Start of Block

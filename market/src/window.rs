use std::collections::VecDeque;

use crate::types::Candle;

/// Outcome of offering the newest candle to a window.
#[derive(Debug, Clone, Copy, PartialEq, Eq)]
pub enum Append {
    /// Strictly newer candle accepted; the single oldest was evicted.
    Accepted,
    /// Timestamp not newer than the current head; nothing changed.
    /// Duplicate/stale polls are expected and harmless.
    Stale,
}

/// Fixed-capacity, chronologically ascending window of closed candles.
///
/// Once built the window holds exactly `capacity` candles and never
/// shrinks below it.
#[derive(Debug)]
pub struct CandleWindow {
    candles: VecDeque<Candle>,
    capacity: usize,
}

impl CandleWindow {
    /// Build from an ascending bulk fetch. Keeps only the newest
    /// `capacity` candles; returns `None` (not ready) when fewer are
    /// supplied.
    pub fn from_history(capacity: usize, candles: Vec<Candle>) -> Option<Self> {
        if capacity == 0 || candles.len() < capacity {
            return None;
        }

        let skip = candles.len() - capacity;
        Some(Self {
            candles: candles.into_iter().skip(skip).collect(),
            capacity,
        })
    }

    /// Offer the newest candle from a poll.
    pub fn append_latest(&mut self, candle: Candle) -> Append {
        let newest = self.candles.back().map(|c| c.ts_ms).unwrap_or(0);
        if candle.ts_ms <= newest {
            return Append::Stale;
        }

        self.candles.pop_front();
        self.candles.push_back(candle);
        Append::Accepted
    }

    pub fn capacity(&self) -> usize {
        self.capacity
    }

    pub fn len(&self) -> usize {
        self.candles.len()
    }

    pub fn is_empty(&self) -> bool {
        self.candles.is_empty()
    }

    /// Newest candle in the window.
    pub fn newest(&self) -> &Candle {
        // from_history guarantees at least one candle
        self.candles.back().expect("window is never empty")
    }

    /// Closing prices, ascending.
    pub fn closes(&self) -> Vec<f64> {
        self.candles.iter().map(|c| c.close).collect()
    }

    /// Full ascending copy of the window.
    pub fn snapshot(&self) -> Vec<Candle> {
        self.candles.iter().cloned().collect()
    }
}
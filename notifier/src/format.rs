use chrono::{TimeZone, Utc};

use market::types::TokenMeta;
use signal::Signal;

/// Render a bullish-alignment signal as a Telegram HTML message.
///
/// Metadata is cosmetic: without it the header falls back to a shortened
/// contract address.
pub fn format_alert(signal: &Signal, meta: Option<&TokenMeta>) -> String {
    let label = match meta {
        Some(m) => format!("{} ({})", m.name, m.symbol),
        None => short_address(&signal.address),
    };

    let candle_time = Utc
        .timestamp_millis_opt(signal.candle_ts_ms as i64)
        .single()
        .map(|t| t.format("%Y-%m-%d %H:%M UTC").to_string())
        .unwrap_or_else(|| signal.candle_ts_ms.to_string());

    format!(
        "\u{1F4C8} <b>Bullish EMA alignment</b>\n\
         <b>{label}</b>\n\
         <code>{address}</code>\n\
         \n\
         Price: {price}\n\
         EMA21: {short}\n\
         EMA55: {medium}\n\
         EMA144: {long}\n\
         Candle: {candle_time}\n\
         \n\
         <a href=\"https://dexscreener.com/search?q={address}\">Chart</a>",
        address = signal.address,
        price = trim_price(signal.price),
        short = trim_price(signal.ema_short),
        medium = trim_price(signal.ema_medium),
        long = trim_price(signal.ema_long),
    )
}

/// `Abcd…wxyz` form for addresses with no known symbol.
fn short_address(address: &str) -> String {
    if address.len() <= 12 {
        return address.to_string();
    }
    format!("{}\u{2026}{}", &address[..4], &address[address.len() - 4..])
}

/// Fixed-precision price with trailing zeros removed; micro-cap tokens
/// need the full eight decimals, majors do not.
fn trim_price(value: f64) -> String {
    let raw = format!("{value:.8}");
    let trimmed = raw.trim_end_matches('0').trim_end_matches('.');
    if trimmed.is_empty() {
        "0".to_string()
    } else {
        trimmed.to_string()
    }
}
/// One closed OHLCV bucket for a token contract.
///
/// Within a single contract's series timestamps are unique and strictly
/// increasing once the client has normalized the API's newest-first order.
#[derive(Debug, Clone, PartialEq)]
pub struct Candle {
    /// Bucket open time, ms since epoch.
    pub ts_ms: u64,
    pub open: f64,
    pub high: f64,
    pub low: f64,
    pub close: f64,
    /// Base-token volume.
    pub volume: f64,
    /// Volume in USD terms.
    pub volume_usd: f64,
}

/// Symbol/name pair used when formatting alerts.
///
/// Purely cosmetic: a contract with no metadata is still monitored and
/// alerts fall back to its address.
#[derive(Debug, Clone, PartialEq)]
pub struct TokenMeta {
    pub symbol: String,
    pub name: String,
}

End of Block

_Work instructions_.
The required output is a copy of each line in the records where the string "filename" occurs.

_Solution for this task_.
filename market/src/window.rs
filename notifier/src/format.rs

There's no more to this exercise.